Anyone that drive through and leaves misses seeing how the character and feeling of the formations change at different times of the day and in different weather. Much like the Grand Canyon, the diversity is incredible and beautiful.
This article brought back some wonderful memories and some ideas for our next trip.
Posted by Ted Koeth on September 20,2010 | 08:44 AM
Dear Editors,
Reading your article "Behind the scenes in Monument Valley" in the Feburary 2010 issue, I was appalled to see absolutely no mention whatsoever of the uranium mining and milling that has turned much of Navajo Nation, including Monument Valley, into a wasteland. The intensive uranium extraction and processing that occurred from 1946 to the 1980s and that is poised to take off once again has left thousands of Najavos dead or seriously ill from radiation poisoning. A third generation of Navajos are currently suffering extremely high levels of birth defects, cancer, and other radiation-associated illnesses. The scenery of the landscape featured in your photographs hides its undrinkable water, the radioactive dust blowing across it, and man-made mesas of radioactive mine tailings. I am saddened that an institution of your stature could publish such a stereotypical portrait that negates the tragic 20th experience of this region.
Marie Bolton
Associate Professor of American History
University of Clermont-Ferrand II, France
Posted by Marie Bolton on March 25,2010 | 07:13 AM
We went cross country with a Van pulling a Trailer, going from Four Corners New Mexico and Colorado and camped out at a Trailer Park. We almost drained two tanks pulling across the wildest Country I have ever seen. Took a short cut, almost didn't make it a couple of places, had six kids and four adults. saw only three Indians in a pick up that went around us with two or three drums of water in the back. That's where we got worried we might not make it.. ha. We were heading for the Grand Canyon, made it. looking back we have talked about that Short Cut many a time with us all wishing we could do it again. Not sure where we were but saw no one selling tickets and got to see all those Monuments we saw in the John Wayne Movies..wouldn't trade that trip for any in Europe or South America since.

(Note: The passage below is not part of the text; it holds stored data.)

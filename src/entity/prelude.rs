//! 预导入模块
//!
//! 提供常用类型的快捷导入。

pub use super::comments::Entity as Comments;
pub use super::games::Entity as Games;
pub use super::purchases::Entity as Purchases;
pub use super::users::Entity as Users;
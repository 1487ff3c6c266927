//! 游戏数据仓库

use crate::database::dto::{InsertGameData, UpdateGameData};
use crate::entity::games;
use crate::entity::prelude::*;
use sea_orm::*;
use serde::{Deserialize, Serialize};

use super::generate_id;

/// 游戏列表排序选项
#[derive(Debug, Clone, Copy, Serialize, Deserialize)]
#[serde(rename_all = "lowercase")]
pub enum SortOption {
    Addtime,
    Title,
    Price,
    Rating,
    ReleaseDate,
}

/// 排序方向
#[derive(Debug, Clone, Copy, Serialize, Deserialize)]
#[serde(rename_all = "lowercase")]
pub enum SortOrder {
    Asc,
    Desc,
}

/// 游戏数据仓库
pub struct GamesRepository;

impl GamesRepository {
    // ==================== 游戏 CRUD 操作 ====================

    /// 插入游戏，返回游戏 ID
    pub async fn insert<C>(db: &C, game: InsertGameData) -> Result<String, DbErr>
    where
        C: ConnectionTrait,
    {
        let now = chrono::Utc::now().timestamp();

        let game_active = games::ActiveModel {
            id: Set(game.id.unwrap_or_else(generate_id)),
            title: Set(game.title),
            release_date: Set(game.release_date),
            rating: Set(game.rating),
            description: Set(game.description),
            background_image: Set(game.background_image),
            trailer: Set(game.trailer),
            price: Set(game.price),
            cost: Set(game.cost),
            quantity: Set(game.quantity),
            created_at: Set(Some(now)),
        };

        let result = game_active.insert(db).await?;
        Ok(result.id)
    }

    /// 更新游戏数据
    ///
    /// 支持部分更新，未提供的字段保持不变
    pub async fn update<C>(
        db: &C,
        game_id: &str,
        updates: UpdateGameData,
    ) -> Result<games::Model, DbErr>
    where
        C: ConnectionTrait,
    {
        let game_active = games::ActiveModel {
            id: Set(game_id.to_string()),
            title: updates.title.map_or(NotSet, Set),
            release_date: updates.release_date.map_or(NotSet, Set),
            rating: updates.rating.map_or(NotSet, Set),
            description: updates.description.map_or(NotSet, Set),
            background_image: updates.background_image.map_or(NotSet, Set),
            trailer: updates.trailer.map_or(NotSet, Set),
            price: updates.price.map_or(NotSet, Set),
            cost: updates.cost.map_or(NotSet, Set),
            quantity: updates.quantity.map_or(NotSet, Set),
            ..Default::default()
        };

        game_active.update(db).await
    }

    // ==================== 查询操作 ====================

    /// 根据 ID 查询游戏
    pub async fn find_by_id<C>(db: &C, id: &str) -> Result<Option<games::Model>, DbErr>
    where
        C: ConnectionTrait,
    {
        Games::find_by_id(id.to_string()).one(db).await
    }

    /// 批量查询游戏
    pub async fn find_by_ids<C>(db: &C, ids: Vec<String>) -> Result<Vec<games::Model>, DbErr>
    where
        C: ConnectionTrait,
    {
        Games::find()
            .filter(games::Column::Id.is_in(ids))
            .all(db)
            .await
    }

    /// 获取所有游戏（按添加顺序）
    pub async fn find_all<C>(db: &C) -> Result<Vec<games::Model>, DbErr>
    where
        C: ConnectionTrait,
    {
        Self::find_sorted(db, SortOption::Addtime, SortOrder::Asc).await
    }

    /// 获取所有游戏并排序
    pub async fn find_sorted<C>(
        db: &C,
        sort_option: SortOption,
        sort_order: SortOrder,
    ) -> Result<Vec<games::Model>, DbErr>
    where
        C: ConnectionTrait,
    {
        let order = match sort_order {
            SortOrder::Asc => Order::Asc,
            SortOrder::Desc => Order::Desc,
        };

        let column = match sort_option {
            SortOption::Addtime => games::Column::CreatedAt,
            SortOption::Title => games::Column::Title,
            SortOption::Price => games::Column::Price,
            SortOption::Rating => games::Column::Rating,
            SortOption::ReleaseDate => games::Column::ReleaseDate,
        };

        // 同值时按 ID 保证顺序稳定
        Games::find()
            .order_by(column, order)
            .order_by_asc(games::Column::Id)
            .all(db)
            .await
    }

    /// 按标题模糊搜索（SQLite LIKE 对 ASCII 不区分大小写）
    pub async fn search<C>(db: &C, query: &str) -> Result<Vec<games::Model>, DbErr>
    where
        C: ConnectionTrait,
    {
        Games::find()
            .filter(games::Column::Title.contains(query))
            .order_by_asc(games::Column::Title)
            .all(db)
            .await
    }

    /// 删除游戏
    pub async fn delete<C>(db: &C, id: &str) -> Result<DeleteResult, DbErr>
    where
        C: ConnectionTrait,
    {
        Games::delete_by_id(id.to_string()).exec(db).await
    }

    /// 批量删除游戏
    pub async fn delete_many<C>(db: &C, ids: Vec<String>) -> Result<DeleteResult, DbErr>
    where
        C: ConnectionTrait,
    {
        if ids.is_empty() {
            return Ok(DeleteResult { rows_affected: 0 });
        }
        Games::delete_many()
            .filter(games::Column::Id.is_in(ids))
            .exec(db)
            .await
    }
}
//! 用户实体
//!
//! role 与 status 以文本存储，读取时映射为枚举；
//! 数据库中出现未知取值会在解码时报错，而不是被静默忽略。

use sea_orm::entity::prelude::*;
use serde::{Deserialize, Serialize};

#[derive(Clone, Debug, PartialEq, DeriveEntityModel, Serialize, Deserialize)]
#[sea_orm(table_name = "users")]
#[serde(rename_all = "camelCase")]
pub struct Model {
    #[sea_orm(primary_key, auto_increment = false, column_type = "Text")]
    pub id: String,
    #[sea_orm(column_type = "Text", unique)]
    pub username: String,
    #[sea_orm(column_type = "Text")]
    pub email: String,
    pub role: UserRole,
    pub status: UserStatus,
    #[sea_orm(column_type = "Text", nullable)]
    pub join_date: Option<String>,
}

/// 用户角色
#[derive(Debug, Clone, Copy, PartialEq, Eq, Hash, EnumIter, DeriveActiveEnum, Serialize, Deserialize)]
#[sea_orm(rs_type = "String", db_type = "Text")]
#[serde(rename_all = "lowercase")]
pub enum UserRole {
    #[sea_orm(string_value = "user")]
    User,
    #[sea_orm(string_value = "moderator")]
    Moderator,
    #[sea_orm(string_value = "admin")]
    Admin,
}

/// 账号状态
#[derive(Debug, Clone, Copy, PartialEq, Eq, Hash, EnumIter, DeriveActiveEnum, Serialize, Deserialize)]
#[sea_orm(rs_type = "String", db_type = "Text")]
#[serde(rename_all = "lowercase")]
pub enum UserStatus {
    #[sea_orm(string_value = "active")]
    Active,
    #[sea_orm(string_value = "suspended")]
    Suspended,
    #[sea_orm(string_value = "banned")]
    Banned,
}

#[derive(Copy, Clone, Debug, EnumIter, DeriveRelation)]
pub enum Relation {}

impl ActiveModelBehavior for ActiveModel {}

Posted by sam Jones on March 15,2010 | 09:57 PM
Mr. Jackson,
I am sorry that you got treated so roughly. But you got to remember that it does not matter where you are or who the people are that you deal with, there is always someone that will yell at you especially if you are peeing in front of ladies as there is not a restroom within sight of where the lady is selling tickets. I get yelled at by white people all the time, sometimes I don't know the reason why but its just another hot face.

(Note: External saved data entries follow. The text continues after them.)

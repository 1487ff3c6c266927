//! 商店整体统计
//!
//! 从四个集合的快照计算总量、用户活跃度分布、热门游戏和最近订单。
//! 所有计算都是纯函数，不修改输入。

use serde::Serialize;

use super::AnalyticsConfig;
use super::index::GameIndex;
use crate::entity::users::UserStatus;
use crate::entity::{comments, games, purchases, users};

/// 按账号状态统计的用户数量
#[derive(Debug, Clone, Copy, Default, PartialEq, Eq, Serialize)]
pub struct UserActivity {
    pub active: usize,
    pub suspended: usize,
    pub banned: usize,
}

/// 带实时热度数据的游戏
#[derive(Debug, Clone, PartialEq, Serialize)]
#[serde(rename_all = "camelCase")]
pub struct PopularGame {
    #[serde(flatten)]
    pub game: games::Model,
    /// 评论数 + 购买数 × 权重
    pub real_views: usize,
    pub real_purchases: usize,
}

impl PopularGame {
    /// 综合热度分：购买数 × 权重 + 浏览数
    pub fn score(&self, config: &AnalyticsConfig) -> usize {
        self.real_purchases * config.purchase_score_weight + self.real_views
    }
}

/// 商店整体统计结果
#[derive(Debug, Clone, PartialEq, Serialize)]
#[serde(rename_all = "camelCase")]
pub struct Statistics {
    pub total_games: usize,
    pub total_users: usize,
    pub total_comments: usize,
    pub total_purchases: usize,
    pub total_revenue: f64,
    pub flagged_comments: usize,
    /// 带评分评论的平均分，没有评分时为 0
    pub average_rating: f64,
    pub user_activity: UserActivity,
    pub popular_games: Vec<PopularGame>,
    pub recent_purchases: Vec<purchases::Model>,
}

/// 用户的累计消费
#[derive(Debug, Clone, PartialEq, Serialize)]
#[serde(rename_all = "camelCase")]
pub struct UserSummary {
    #[serde(flatten)]
    pub user: users::Model,
    pub total_purchases: usize,
    pub total_spent: f64,
}

/// 计算商店整体统计
pub fn compute_marketplace_statistics(
    games: &[games::Model],
    users: &[users::Model],
    comments: &[comments::Model],
    purchases: &[purchases::Model],
    config: &AnalyticsConfig,
) -> Statistics {
    let index = GameIndex::build(comments, purchases);

    Statistics {
        total_games: games.len(),
        total_users: users.len(),
        total_comments: comments.len(),
        total_purchases: purchases.len(),
        total_revenue: purchases.iter().map(|p| p.price).sum(),
        flagged_comments: comments.iter().filter(|c| c.inappropriate).count(),
        average_rating: average_rating(comments),
        user_activity: user_activity(users),
        popular_games: popular_games(games, &index, config),
        recent_purchases: recent_purchases(purchases, config.recent_limit),
    }
}

/// 按账号状态分桶计数
pub fn user_activity(users: &[users::Model]) -> UserActivity {
    users
        .iter()
        .fold(UserActivity::default(), |mut activity, user| {
            match user.status {
                UserStatus::Active => activity.active += 1,
                UserStatus::Suspended => activity.suspended += 1,
                UserStatus::Banned => activity.banned += 1,
            }
            activity
        })
}

/// 每个用户的购买次数和累计消费
pub fn user_summaries(users: &[users::Model], purchases: &[purchases::Model]) -> Vec<UserSummary> {
    users
        .iter()
        .map(|user| {
            let (total_purchases, total_spent) = purchases
                .iter()
                .filter(|p| p.user_id == user.id)
                .fold((0usize, 0.0f64), |(count, spent), p| (count + 1, spent + p.price));
            UserSummary {
                user: user.clone(),
                total_purchases,
                total_spent,
            }
        })
        .collect()
}

fn average_rating(comments: &[comments::Model]) -> f64 {
    let (count, sum) = comments
        .iter()
        .filter_map(|c| c.rating)
        .fold((0usize, 0i64), |(count, sum), rating| (count + 1, sum + rating as i64));
    if count == 0 {
        0.0
    } else {
        sum as f64 / count as f64
    }
}

fn popular_games(
    games: &[games::Model],
    index: &GameIndex<'_>,
    config: &AnalyticsConfig,
) -> Vec<PopularGame> {
    let mut ranked: Vec<PopularGame> = games
        .iter()
        .map(|game| {
            let tally = index.tally(&game.id);
            PopularGame {
                game: game.clone(),
                real_views: tally.comments + tally.purchases * config.purchase_view_weight,
                real_purchases: tally.purchases,
            }
        })
        .collect();

    // sort_by 是稳定排序，同分游戏保持原有顺序
    ranked.sort_by(|a, b| b.score(config).cmp(&a.score(config)));
    ranked.truncate(config.popular_limit);
    ranked
}

fn recent_purchases(purchases: &[purchases::Model], limit: usize) -> Vec<purchases::Model> {
    let mut recent = purchases.to_vec();
    // ISO 日期按字典序比较即可；同一天的订单保持原有顺序
    recent.sort_by(|a, b| b.purchase_date.cmp(&a.purchase_date));
    recent.truncate(limit);
    recent
}

#[cfg(test)]
mod tests {
    use super::*;
    use crate::analytics::test_support::{comment, game, purchase, user};

    fn stats(
        games: &[games::Model],
        users: &[users::Model],
        comments: &[comments::Model],
        purchases: &[purchases::Model],
    ) -> Statistics {
        compute_marketplace_statistics(games, users, comments, purchases, &AnalyticsConfig::default())
    }

    #[test]
    fn totals_match_collection_sizes() {
        let games = vec![game("g1", 10.0), game("g2", 20.0)];
        let users = vec![user("u1", UserStatus::Active)];
        let comments = vec![comment("c1", "g1")];
        let purchases = vec![
            purchase("p1", "u1", "g1", 19.99, "2024-01-01"),
            purchase("p2", "u1", "g2", 5.01, "2024-01-02"),
        ];

        let s = stats(&games, &users, &comments, &purchases);
        assert_eq!(s.total_games, 2);
        assert_eq!(s.total_users, 1);
        assert_eq!(s.total_comments, 1);
        assert_eq!(s.total_purchases, 2);
        assert!((s.total_revenue - 25.0).abs() < 1e-9);
    }

    #[test]
    fn revenue_includes_purchases_of_deleted_games() {
        let purchases = vec![
            purchase("p1", "u1", "gone", 12.5, "2024-01-01"),
            purchase("p2", "u1", "g1", 7.5, "2024-01-01"),
        ];
        let s = stats(&[game("g1", 7.5)], &[], &[], &purchases);
        assert!((s.total_revenue - 20.0).abs() < 1e-9);
        assert_eq!(s.popular_games[0].real_purchases, 1);
    }

    #[test]
    fn counts_flagged_comments() {
        let mut bad = comment("c2", "g1");
        bad.inappropriate = true;
        let comments = vec![comment("c1", "g1"), bad];

        let s = stats(&[], &[], &comments, &[]);
        assert_eq!(s.flagged_comments, 1);
    }

    #[test]
    fn buckets_users_by_status() {
        let users = vec![
            user("u1", UserStatus::Active),
            user("u2", UserStatus::Active),
            user("u3", UserStatus::Banned),
        ];

        let s = stats(&[], &users, &[], &[]);
        assert_eq!(
            s.user_activity,
            UserActivity {
                active: 2,
                suspended: 0,
                banned: 1
            }
        );
    }

    #[test]
    fn real_views_weight_purchases() {
        let games = vec![game("g1", 10.0)];
        let comments = vec![comment("c1", "g1")];
        let purchases = vec![purchase("p1", "u1", "g1", 10.0, "2024-01-01")];

        let s = stats(&games, &[], &comments, &purchases);
        let g1 = &s.popular_games[0];
        assert_eq!(g1.real_views, 4);
        assert_eq!(g1.real_purchases, 1);
    }

    #[test]
    fn popular_games_ranked_by_composite_score() {
        let games = vec![game("g1", 1.0), game("g2", 1.0), game("g3", 1.0)];
        // g2: 1 次购买 -> 10 + 3 = 13；g3: 5 条评论 -> 5；g1: 0
        let comments: Vec<_> = (0..5).map(|i| comment(&format!("c{i}"), "g3")).collect();
        let purchases = vec![purchase("p1", "u1", "g2", 1.0, "2024-01-01")];

        let s = stats(&games, &[], &comments, &purchases);
        let order: Vec<&str> = s.popular_games.iter().map(|p| p.game.id.as_str()).collect();
        assert_eq!(order, vec!["g2", "g3", "g1"]);
    }

    #[test]
    fn equal_scores_keep_original_order() {
        let games = vec![game("b", 1.0), game("a", 1.0), game("c", 1.0)];
        let comments = vec![comment("c1", "a"), comment("c2", "b")];

        let s = stats(&games, &[], &comments, &[]);
        let order: Vec<&str> = s.popular_games.iter().map(|p| p.game.id.as_str()).collect();
        assert_eq!(order, vec!["b", "a", "c"]);
    }

    #[test]
    fn popular_and_recent_lists_are_capped() {
        let games: Vec<_> = (0..8).map(|i| game(&format!("g{i}"), 1.0)).collect();
        let purchases: Vec<_> = (0..15)
            .map(|i| purchase(&format!("p{i}"), "u1", "g0", 1.0, &format!("2024-01-{:02}", i + 1)))
            .collect();

        let s = stats(&games, &[], &[], &purchases);
        assert_eq!(s.popular_games.len(), 5);
        assert_eq!(s.recent_purchases.len(), 10);
    }

    #[test]
    fn recent_purchases_newest_first_and_stable() {
        let purchases = vec![
            purchase("p1", "u1", "g1", 1.0, "2024-01-10"),
            purchase("p2", "u1", "g1", 1.0, "2024-03-01"),
            purchase("p3", "u1", "g1", 1.0, "2024-01-10"),
            purchase("p4", "u1", "g1", 1.0, "2024-02-15"),
        ];

        let s = stats(&[], &[], &[], &purchases);
        let order: Vec<&str> = s.recent_purchases.iter().map(|p| p.id.as_str()).collect();
        assert_eq!(order, vec!["p2", "p4", "p1", "p3"]);
    }

    #[test]
    fn malformed_dates_do_not_panic() {
        let purchases = vec![
            purchase("p1", "u1", "g1", 1.0, "not a date"),
            purchase("p2", "u1", "g1", 1.0, ""),
            purchase("p3", "u1", "g1", 1.0, "2024-01-01"),
        ];

        let s = stats(&[], &[], &[], &purchases);
        assert_eq!(s.recent_purchases.len(), 3);
    }

    #[test]
    fn repeated_calls_are_identical() {
        let games = vec![game("g1", 10.0), game("g2", 20.0)];
        let users = vec![user("u1", UserStatus::Suspended)];
        let comments = vec![comment("c1", "g2")];
        let purchases = vec![purchase("p1", "u1", "g1", 10.0, "2024-01-01")];

        let first = stats(&games, &users, &comments, &purchases);
        let second = stats(&games, &users, &comments, &purchases);
        assert_eq!(first, second);
    }

    #[test]
    fn average_rating_ignores_unrated_comments() {
        let mut rated_high = comment("c1", "g1");
        rated_high.rating = Some(5);
        let mut rated_low = comment("c2", "g1");
        rated_low.rating = Some(2);
        let comments = vec![rated_high, rated_low, comment("c3", "g1")];

        let s = stats(&[], &[], &comments, &[]);
        assert!((s.average_rating - 3.5).abs() < 1e-9);
        assert_eq!(stats(&[], &[], &[], &[]).average_rating, 0.0);
    }

    #[test]
    fn custom_weights_change_ranking() {
        let games = vec![game("g1", 1.0), game("g2", 1.0)];
        let comments: Vec<_> = (0..4).map(|i| comment(&format!("c{i}"), "g1")).collect();
        let purchases = vec![purchase("p1", "u1", "g2", 1.0, "2024-01-01")];
        let config = AnalyticsConfig {
            purchase_view_weight: 0,
            purchase_score_weight: 1,
            ..AnalyticsConfig::default()
        };

        let s = compute_marketplace_statistics(&games, &[], &comments, &purchases, &config);
        assert_eq!(s.popular_games[0].game.id, "g1");
        assert_eq!(s.popular_games[1].real_views, 0);
    }

    #[test]
    fn user_summaries_total_spending() {
        let users = vec![user("u1", UserStatus::Active), user("u2", UserStatus::Active)];
        let purchases = vec![
            purchase("p1", "u1", "g1", 29.99, "2024-01-01"),
            purchase("p2", "u1", "g2", 10.01, "2024-01-02"),
        ];

        let summaries = user_summaries(&users, &purchases);
        assert_eq!(summaries[0].total_purchases, 2);
        assert!((summaries[0].total_spent - 40.0).abs() < 1e-9);
        assert_eq!(summaries[1].total_purchases, 0);
        assert_eq!(summaries[1].total_spent, 0.0);
    }

    #[test]
    fn statistics_serialize_camel_case() {
        let s = stats(&[game("g1", 5.0)], &[], &[], &[]);
        let json = serde_json::to_value(&s).unwrap();
        assert_eq!(json["totalGames"], 1);
        assert_eq!(json["userActivity"]["active"], 0);
        assert_eq!(json["popularGames"][0]["realViews"], 0);
        assert_eq!(json["popularGames"][0]["title"], "Game g1");
    }
}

Anyway, come on down and visit a second time. I'm sure we'll treat you right.
Posted by Loren Crank, sr. on March 1,2010 | 08:11 PM
This is a well written piece on Monument Valley. I have been fortunate to visit it over 50 times during the last 20 years as a tour director. The scenery is spectacular; the people who live here are wonderful; and this is right in our own country the USA. If you are anywhere near Monument Valley, it is worth the side trip, and it should not be missed.
Posted by George on February 17,2010 | 09:57 PM
I visited Monument Valley one hot summer day about 6 years ago. Like the Grand Canyon, pictures do not do it justice. It is a beautiful place, with wonderful people. I'd love to go back and camp like Tony Perrottet did for this article.
Posted by Kyle on February 7,2010 | 07:35 PM
The author is very lucky to have had such an experience and greatly appreciate him sharing it with everyone. Before today I did not know of it, nor it's history. Breathtaking pictures. Can't imagine what it would be like to be there and look up at them.
Posted by Andy on February 2,2010 | 01:51 PM
Wow, the pictures are breathtaking for a city guy like me. Can't imagine what it would feel like actually standing in the Valley looking up at one of them.